Stored data:
▬▬▬▬▬▬▬▬▬▬
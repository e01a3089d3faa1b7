//! Core domain logic for Rollbook.
//! This crate is the single source of truth for roster, attendance and sync
//! invariants; frontends stay thin.

pub mod db;
pub mod logging;
pub mod model;
pub mod repo;
pub mod service;
pub mod session;
pub mod sync;

pub use db::{open_db, open_db_in_memory, DbError, DbResult};
pub use logging::{default_log_level, init_logging, logging_status};
pub use model::attendance::{AttendanceRecord, AttendanceStatus, RecordId};
pub use model::class::{Class, ClassId, OwnerId};
pub use model::student::{Student, StudentId};
pub use repo::attendance_repo::{AttendanceRepository, SqliteAttendanceRepository};
pub use repo::class_repo::{ClassRepository, SqliteClassRepository};
pub use repo::student_repo::{SqliteStudentRepository, StudentRepository};
pub use repo::sync_state_repo::{SqliteSyncStateRepository, SyncMetadata, SyncStateRepository};
pub use repo::{RepoError, RepoResult};
pub use service::attendance_service::{AttendanceEntry, AttendanceService};
pub use service::roster_service::{RosterEntry, RosterService};
pub use service::{DomainError, DomainResult};
pub use session::{SessionProvider, StaticSession};
pub use sync::engine::{
    PullReport, PushReport, RetryPolicy, SkippedClass, SyncEngine, SyncStatus,
};
pub use sync::remote::{RemoteError, RemoteResult, RemoteStore};
pub use sync::{SyncError, SyncResult};

/// Minimal health-check API for early integration.
pub fn ping() -> &'static str {
    "pong"
}

/// Returns the core crate version.
pub fn core_version() -> &'static str {
    env!("CARGO_PKG_VERSION")
}
//! Core logging bootstrap and safety policy.
//!
//! # Responsibility
//! - Initialize file-based rolling logs exactly once per process.
//! - Emit stable, metadata-only diagnostic events from core.
//!
//! # Invariants
//! - Logging init is idempotent for the same directory.
//! - Logging initialization must not panic.
//! - Re-initialization with a different directory is rejected.

use flexi_logger::{Cleanup, Criterion, FileSpec, Logger, LoggerHandle, Naming, WriteMode};
use log::{error, info};
use once_cell::sync::OnceCell;
use std::path::{Path, PathBuf};

const LOG_FILE_BASENAME: &str = "rollbook";
const MAX_LOG_FILE_SIZE_BYTES: u64 = 10 * 1024 * 1024;
const MAX_LOG_FILES: usize = 5;
const MAX_PANIC_PAYLOAD_CHARS: usize = 160;

static LOGGING_STATE: OnceCell<LoggingState> = OnceCell::new();
static PANIC_HOOK_INSTALLED: OnceCell<()> = OnceCell::new();

struct LoggingState {
    level: &'static str,
    log_dir: PathBuf,
    _logger: LoggerHandle,
}

/// Initializes core logging with level and directory.
///
/// Returns `Ok(())` when logging is active, or a human-readable error string
/// when initialization fails.
///
/// # Invariants
/// - Calling this function repeatedly with the same `log_dir` is idempotent.
/// - Calling this function repeatedly with a different `level` is rejected.
/// - Re-initialization with a different `log_dir` is rejected.
///
/// # Errors
/// - Returns an error when `level` is unsupported.
/// - Returns an error when `log_dir` is empty, non-absolute, or cannot be
///   created.
/// - Returns an error when logger backend setup fails.
pub fn init_logging(level: &str, log_dir: &str) -> Result<(), String> {
    let normalized_level = normalize_level(level)?;
    let normalized_dir = normalize_log_dir(log_dir)?;

    if let Some(state) = LOGGING_STATE.get() {
        if state.log_dir == normalized_dir {
            if state.level != normalized_level {
                return Err(format!(
                    "logging already initialized with level `{}`; refusing to switch to `{}`",
                    state.level, normalized_level
                ));
            }
            return Ok(());
        }
        return Err(format!(
            "logging already initialized at `{}`; refusing to switch to `{}`",
            state.log_dir.display(),
            normalized_dir.display()
        ));
    }

    let init_level = normalized_level;
    let init_dir = normalized_dir.clone();

    let state = LOGGING_STATE.get_or_try_init(|| -> Result<LoggingState, String> {
        std::fs::create_dir_all(&init_dir).map_err(|err| {
            format!(
                "failed to create log directory `{}`: {err}",
                init_dir.display()
            )
        })?;

        let logger = Logger::try_with_str(init_level)
            .map_err(|err| format!("invalid log level `{init_level}`: {err}"))?
            .log_to_file(
                FileSpec::default()
                    .directory(init_dir.as_path())
                    .basename(LOG_FILE_BASENAME),
            )
            .rotate(
                Criterion::Size(MAX_LOG_FILE_SIZE_BYTES),
                Naming::Numbers,
                Cleanup::KeepLogFiles(MAX_LOG_FILES),
            )
            .write_mode(WriteMode::BufferAndFlush)
            .append()
            .format_for_files(flexi_logger::detailed_format)
            .start()
            .map_err(|err| format!("failed to start logger: {err}"))?;

        install_panic_hook_once();

        info!(
            "event=app_start module=core status=ok platform={} build_mode={} version={}",
            std::env::consts::OS,
            build_mode(),
            env!("CARGO_PKG_VERSION")
        );
        info!(
            "event=core_init module=core status=ok level={} log_dir={}",
            init_level,
            init_dir.display()
        );

        Ok(LoggingState {
            level: init_level,
            log_dir: init_dir,
            _logger: logger,
        })
    })?;

    if state.log_dir != normalized_dir {
        return Err(format!(
            "logging already initialized at `{}`; refusing to switch to `{}`",
            state.log_dir.display(),
            normalized_dir.display()
        ));
    }
    if state.level != normalized_level {
        return Err(format!(
            "logging already initialized with level `{}`; refusing to switch to `{}`",
            state.level, normalized_level
        ));
    }

    Ok(())
}

/// Returns active logging status metadata.
///
/// Returns `None` when logging has not been initialized, `(level, log_dir)`
/// when active.
pub fn logging_status() -> Option<(&'static str, PathBuf)> {
    LOGGING_STATE
        .get()
        .map(|state| (state.level, state.log_dir.clone()))
}

/// Returns the default log level for current build mode.
pub fn default_log_level() -> &'static str {
    if cfg!(debug_assertions) {
        "debug"
    } else {
        "info"
    }
}

fn normalize_level(level: &str) -> Result<&'static str, String> {
    match level.trim().to_ascii_lowercase().as_str() {
        "trace" => Ok("trace"),
        "debug" => Ok("debug"),
        "info" => Ok("info"),
        "warn" | "warning" => Ok("warn"),
        "error" => Ok("error"),
        other => Err(format!(
            "unsupported log level `{other}`; expected trace|debug|info|warn|error"
        )),
    }
}

fn normalize_log_dir(log_dir: &str) -> Result<PathBuf, String> {
    let trimmed = log_dir.trim();
    if trimmed.is_empty() {
        return Err("log_dir cannot be empty".to_string());
    }
    let path = Path::new(trimmed);
    if !path.is_absolute() {
        return Err(format!("log_dir must be an absolute path, got `{trimmed}`"));
    }
    Ok(path.to_path_buf())
}

fn build_mode() -> &'static str {
    if cfg!(debug_assertions) {
        "debug"
    } else {
        "release"
    }
}

fn install_panic_hook_once() {
    if PANIC_HOOK_INSTALLED.get().is_some() {
        return;
    }

    let previous_hook = std::panic::take_hook();
    std::panic::set_hook(Box::new(move |panic_info| {
        // Panic payload can include user-controlled text (student names);
        // sanitize and cap length before logging.
        let location = panic_info
            .location()
            .map(|loc| format!("{}:{}", loc.file(), loc.line()))
            .unwrap_or_else(|| "unknown".to_string());
        let payload = panic_payload_summary(panic_info);
        error!(
            "event=panic_captured module=core status=error location={} payload={}",
            location, payload
        );
        previous_hook(panic_info);
    }));

    let _ = PANIC_HOOK_INSTALLED.set(());
}

fn panic_payload_summary(info: &std::panic::PanicHookInfo<'_>) -> String {
    let payload = if let Some(message) = info.payload().downcast_ref::<&str>() {
        (*message).to_string()
    } else if let Some(message) = info.payload().downcast_ref::<String>() {
        message.clone()
    } else {
        "non-string panic payload".to_string()
    };

    sanitize_message(&payload, MAX_PANIC_PAYLOAD_CHARS)
}

fn sanitize_message(value: &str, max_chars: usize) -> String {
    let normalized = value.replace(['\n', '\r'], " ");
    let mut truncated = normalized.chars().take(max_chars).collect::<String>();
    if normalized.chars().count() > max_chars {
        truncated.push_str("...");
    }
    truncated
}

#[cfg(test)]
mod tests {
    use super::{
        init_logging, logging_status, normalize_level, normalize_log_dir, sanitize_message,
    };
    use std::path::PathBuf;
    use std::time::{SystemTime, UNIX_EPOCH};

    fn unique_temp_dir(suffix: &str) -> PathBuf {
        let nanos = SystemTime::now()
            .duration_since(UNIX_EPOCH)
            .expect("system time should be after unix epoch")
            .as_nanos();
        std::env::temp_dir().join(format!(
            "rollbook-logging-{suffix}-{}-{nanos}",
            std::process::id()
        ))
    }

    #[test]
    fn normalize_level_accepts_known_values() {
        assert_eq!(
            normalize_level("INFO").expect("INFO should normalize"),
            "info"
        );
        assert_eq!(
            normalize_level(" warning ").expect("warning should normalize"),
            "warn"
        );
    }

    #[test]
    fn normalize_log_dir_rejects_relative_path() {
        let error = normalize_log_dir("logs/dev").expect_err("relative paths must be rejected");
        assert!(error.contains("absolute"));
    }

    #[test]
    fn sanitize_message_removes_newlines_and_truncates() {
        let sanitized = sanitize_message("line1\nline2\rline3", 8);
        assert!(!sanitized.contains('\n'));
        assert!(!sanitized.contains('\r'));
        assert!(sanitized.ends_with("..."));
    }

    #[test]
    fn init_logging_is_idempotent_for_same_config_and_rejects_conflicts() {
        let log_dir = unique_temp_dir("idempotent");
        let log_dir_str = log_dir
            .to_str()
            .expect("temp dir should be valid UTF-8")
            .to_string();
        let second_dir = unique_temp_dir("different");
        let second_dir_str = second_dir
            .to_str()
            .expect("temp dir should be valid UTF-8")
            .to_string();

        init_logging("info", &log_dir_str).expect("first init should succeed");
        init_logging("info", &log_dir_str).expect("same config should be idempotent");

        let level_error =
            init_logging("debug", &log_dir_str).expect_err("level conflict should fail");
        assert!(level_error.contains("refusing to switch"));

        let dir_error =
            init_logging("info", &second_dir_str).expect_err("directory conflict should fail");
        assert!(dir_error.contains("refusing to switch"));

        let (active_level, active_dir) = logging_status().expect("logging should be active");
        assert_eq!(active_level, "info");
        assert_eq!(active_dir, log_dir);
    }
}
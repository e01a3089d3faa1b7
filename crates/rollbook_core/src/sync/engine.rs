//! Sync engine state machine.
//!
//! # Responsibility
//! - Drive explicit push (local -> remote) and pull (remote -> local)
//!   passes over the repositories and the remote seam.
//! - Guard the Idle/Pushing/Pulling state so the two passes never overlap.
//!
//! # Invariants
//! - Push reads every owned row including tombstones, so deletions reach
//!   other devices as `is_deleted = true`, never as removed rows.
//! - A remote name conflict skips that class's subtree for the round and is
//!   surfaced in the report; it never fails the whole push.
//! - Pull preserves remote identifiers and commits one class subtree per
//!   transaction; the first I/O failure aborts the rest of the pull, while
//!   already-committed subtrees stay.
//! - Push row upserts retry bounded times (idempotent); pull is never
//!   retried by the engine because a subtree may already have committed.

use crate::model::class::ClassId;
use crate::model::now_ms;
use crate::repo::attendance_repo::{AttendanceRepository, SqliteAttendanceRepository};
use crate::repo::class_repo::{ClassRepository, SqliteClassRepository};
use crate::repo::student_repo::{SqliteStudentRepository, StudentRepository};
use crate::repo::sync_state_repo::{SqliteSyncStateRepository, SyncMetadata, SyncStateRepository};
use crate::session::SessionProvider;
use crate::sync::remote::{RemoteError, RemoteResult, RemoteStore};
use crate::sync::{SyncError, SyncResult};
use log::{info, warn};
use rusqlite::Connection;
use std::sync::{Arc, Mutex};
use std::time::Duration;

/// Externally observable engine state.
#[derive(Debug, Clone, Copy, PartialEq, Eq)]
pub enum SyncStatus {
    /// No sync pass in flight.
    Idle,
    /// Local state is being pushed to the remote.
    Pushing,
    /// Remote state is being pulled into the local store.
    Pulling,
}

/// Bounded retry for push row upserts. Upserts are idempotent by id, so
/// re-sending after a transport failure is safe.
#[derive(Debug, Clone, Copy)]
pub struct RetryPolicy {
    /// Total attempts per row, including the first.
    pub max_attempts: u32,
    /// Base delay; attempt `n` waits `n * backoff`.
    pub backoff: Duration,
}

impl Default for RetryPolicy {
    fn default() -> Self {
        Self {
            max_attempts: 3,
            backoff: Duration::from_millis(150),
        }
    }
}

/// A class whose push was skipped due to a remote name conflict. Its
/// students and attendance were not pushed this round.
#[derive(Debug, Clone, PartialEq, Eq)]
pub struct SkippedClass {
    /// Stable id of the skipped class.
    pub id: ClassId,
    /// Local name that collided remotely.
    pub name: String,
}

/// Aggregate outcome of one push pass.
#[derive(Debug, Clone, Default, PartialEq, Eq)]
pub struct PushReport {
    /// Class rows upserted remotely (tombstones included).
    pub classes_pushed: u64,
    /// Student rows upserted remotely.
    pub students_pushed: u64,
    /// Attendance rows upserted remotely.
    pub attendance_pushed: u64,
    /// Classes skipped on remote name conflict, children unpushed.
    pub skipped: Vec<SkippedClass>,
    /// Row-level failures that were logged and not retried further.
    pub row_errors: u64,
}

impl PushReport {
    /// True when every row landed and nothing was skipped.
    pub fn is_clean(&self) -> bool {
        self.skipped.is_empty() && self.row_errors == 0
    }
}

/// Aggregate outcome of one pull pass.
#[derive(Debug, Clone, Copy, Default, PartialEq, Eq)]
pub struct PullReport {
    /// Class rows upserted locally.
    pub classes_pulled: u64,
    /// Student rows upserted locally.
    pub students_pulled: u64,
    /// Attendance rows upserted locally.
    pub attendance_pulled: u64,
    /// Ownerless local classes reattached to the identity before fetching.
    pub orphans_adopted: u64,
}

type StatusListener = Arc<dyn Fn(SyncStatus) + Send + Sync>;

/// Explicitly constructed sync service; lifecycle belongs to the host
/// session, not the process. Inject the remote seam and identity seam at
/// construction.
pub struct SyncEngine {
    remote: Arc<dyn RemoteStore>,
    session: Arc<dyn SessionProvider>,
    retry: RetryPolicy,
    status: Mutex<SyncStatus>,
    listeners: Mutex<Vec<StatusListener>>,
}

impl SyncEngine {
    /// Creates an engine with the default retry policy.
    pub fn new(remote: Arc<dyn RemoteStore>, session: Arc<dyn SessionProvider>) -> Self {
        Self::with_retry_policy(remote, session, RetryPolicy::default())
    }

    /// Creates an engine with an explicit retry policy for push rows.
    pub fn with_retry_policy(
        remote: Arc<dyn RemoteStore>,
        session: Arc<dyn SessionProvider>,
        retry: RetryPolicy,
    ) -> Self {
        Self {
            remote,
            session,
            retry,
            status: Mutex::new(SyncStatus::Idle),
            listeners: Mutex::new(Vec::new()),
        }
    }

    /// Returns the current engine state.
    pub fn status(&self) -> SyncStatus {
        *self.status.lock().unwrap_or_else(|err| err.into_inner())
    }

    /// Registers a listener notified on every state transition. Listeners
    /// are invoked outside the engine's locks and may call back into the
    /// engine, e.g. retrigger a pass after observing `Idle`.
    pub fn subscribe(&self, listener: impl Fn(SyncStatus) + Send + Sync + 'static) {
        self.listeners
            .lock()
            .unwrap_or_else(|err| err.into_inner())
            .push(Arc::new(listener));
    }

    /// Returns sync bookkeeping (last sync timestamp, best-effort pending
    /// counters) for the active identity.
    pub fn metadata(&self, conn: &Connection) -> SyncResult<SyncMetadata> {
        let owner = self
            .session
            .current_user_id()
            .ok_or(SyncError::NotAuthenticated)?;
        let sync_state = SqliteSyncStateRepository::try_new(conn)?;
        Ok(sync_state.metadata(owner)?)
    }

    /// Pushes the whole local state of the current identity to the remote.
    ///
    /// Best effort: row-level failures and remote name conflicts are logged,
    /// counted in the report and do not abort the pass. The sync timestamp
    /// is recorded even on partial completion.
    ///
    /// # Errors
    /// - `Busy` while another pass is in flight.
    /// - `NotAuthenticated` without an identity.
    /// - `Unreachable` when the reachability probe fails before any upsert.
    pub fn push(&self, conn: &Connection) -> SyncResult<PushReport> {
        self.begin(SyncStatus::Pushing)?;
        let result = self.run_push(conn);
        self.finish();
        result
    }

    /// Pulls the whole remote state of the current identity into the local
    /// store, reattaching ownerless local rows to the identity first.
    ///
    /// # Errors
    /// - `Busy` while another pass is in flight.
    /// - `NotAuthenticated` without an identity.
    /// - `Unreachable` when the reachability probe fails.
    /// - Any remote or local I/O failure aborts the remainder of the pass;
    ///   class subtrees committed before the failure stay.
    pub fn pull(&self, conn: &Connection) -> SyncResult<PullReport> {
        self.begin(SyncStatus::Pulling)?;
        let result = self.run_pull(conn);
        self.finish();
        result
    }

    fn begin(&self, target: SyncStatus) -> SyncResult<()> {
        let mut status = self.status.lock().unwrap_or_else(|err| err.into_inner());
        if *status != SyncStatus::Idle {
            return Err(SyncError::Busy(*status));
        }
        *status = target;
        drop(status);
        self.notify(target);
        Ok(())
    }

    fn finish(&self) {
        *self.status.lock().unwrap_or_else(|err| err.into_inner()) = SyncStatus::Idle;
        self.notify(SyncStatus::Idle);
    }

    fn notify(&self, status: SyncStatus) {
        // Snapshot under the lock, invoke outside it: listeners may call
        // back into the engine (subscribe, status, a follow-up push/pull).
        let listeners: Vec<StatusListener> = self
            .listeners
            .lock()
            .unwrap_or_else(|err| err.into_inner())
            .clone();
        for listener in listeners {
            listener(status);
        }
    }

    fn run_push(&self, conn: &Connection) -> SyncResult<PushReport> {
        let owner = self
            .session
            .current_user_id()
            .ok_or(SyncError::NotAuthenticated)?;
        if !self.remote.is_reachable() {
            return Err(SyncError::Unreachable);
        }

        let classes = SqliteClassRepository::try_new(conn)?;
        let students = SqliteStudentRepository::try_new(conn)?;
        let attendance = SqliteAttendanceRepository::try_new(conn)?;
        let sync_state = SqliteSyncStateRepository::try_new(conn)?;

        let mut report = PushReport::default();
        let owned = classes.list_for_owner(owner, true)?;
        info!(
            "event=sync_push module=sync status=start owner={owner} classes={}",
            owned.len()
        );

        for class in &owned {
            match self.upsert_with_retry(|| self.remote.upsert_class(class)) {
                Ok(()) => report.classes_pushed += 1,
                Err(RemoteError::UniqueViolation(detail)) => {
                    warn!(
                        "event=sync_push module=sync status=skip class_id={} reason=remote_name_conflict detail={detail}",
                        class.id
                    );
                    report.skipped.push(SkippedClass {
                        id: class.id,
                        name: class.name.clone(),
                    });
                    continue;
                }
                Err(err) => {
                    warn!(
                        "event=sync_push module=sync status=row_error class_id={} error={err}",
                        class.id
                    );
                    report.row_errors += 1;
                    // Children are withheld: their parent may not exist
                    // remotely yet. They go out on the next round.
                    continue;
                }
            }

            for student in students.list_for_class(class.id, true)? {
                match self.upsert_with_retry(|| self.remote.upsert_student(&student)) {
                    Ok(()) => report.students_pushed += 1,
                    Err(err) => {
                        warn!(
                            "event=sync_push module=sync status=row_error student_id={} error={err}",
                            student.id
                        );
                        report.row_errors += 1;
                    }
                }
            }

            for record in attendance.list_for_class(class.id)? {
                match self.upsert_with_retry(|| self.remote.upsert_attendance(&record)) {
                    Ok(()) => report.attendance_pushed += 1,
                    Err(err) => {
                        warn!(
                            "event=sync_push module=sync status=row_error record_id={} error={err}",
                            record.id
                        );
                        report.row_errors += 1;
                    }
                }
            }
        }

        sync_state.set_last_synced_at(now_ms())?;
        info!(
            "event=sync_push module=sync status=ok classes={} students={} attendance={} skipped={} row_errors={}",
            report.classes_pushed,
            report.students_pushed,
            report.attendance_pushed,
            report.skipped.len(),
            report.row_errors
        );
        Ok(report)
    }

    fn run_pull(&self, conn: &Connection) -> SyncResult<PullReport> {
        let owner = self
            .session
            .current_user_id()
            .ok_or(SyncError::NotAuthenticated)?;
        if !self.remote.is_reachable() {
            return Err(SyncError::Unreachable);
        }

        let classes = SqliteClassRepository::try_new(conn)?;
        let students = SqliteStudentRepository::try_new(conn)?;
        let attendance = SqliteAttendanceRepository::try_new(conn)?;
        let sync_state = SqliteSyncStateRepository::try_new(conn)?;

        let mut report = PullReport {
            orphans_adopted: classes.adopt_orphans(owner)?,
            ..PullReport::default()
        };

        let remote_classes = self.remote.fetch_classes(owner)?;
        info!(
            "event=sync_pull module=sync status=start owner={owner} classes={} orphans_adopted={}",
            remote_classes.len(),
            report.orphans_adopted
        );

        for class in &remote_classes {
            // One atomic unit per class subtree. A failure here rolls back
            // only this subtree; earlier commits stay.
            let tx = conn.unchecked_transaction().map_err(|err| {
                SyncError::Repo(crate::repo::RepoError::from(err))
            })?;

            classes.upsert(class)?;
            report.classes_pulled += 1;

            for student in self.remote.fetch_students(class.id)? {
                students.upsert(&student)?;
                report.students_pulled += 1;
            }

            for record in self.remote.fetch_attendance(class.id)? {
                attendance.upsert(&record)?;
                report.attendance_pulled += 1;
            }

            tx.commit()
                .map_err(|err| SyncError::Repo(crate::repo::RepoError::from(err)))?;
        }

        sync_state.set_last_synced_at(now_ms())?;
        info!(
            "event=sync_pull module=sync status=ok classes={} students={} attendance={}",
            report.classes_pulled, report.students_pulled, report.attendance_pulled
        );
        Ok(report)
    }

    fn upsert_with_retry(&self, op: impl Fn() -> RemoteResult<()>) -> RemoteResult<()> {
        let mut attempt = 1;
        loop {
            match op() {
                Ok(()) => return Ok(()),
                // Conflicts are deterministic; retrying cannot help.
                Err(err @ RemoteError::UniqueViolation(_)) => return Err(err),
                Err(err @ RemoteError::Transport(_)) => {
                    if attempt >= self.retry.max_attempts {
                        return Err(err);
                    }
                    std::thread::sleep(self.retry.backoff * attempt);
                    attempt += 1;
                }
            }
        }
    }
}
▬▬▬▬▬▬▬▬▬▬
Your answer should consist only of the count of lines in the data that contain "backoff".

4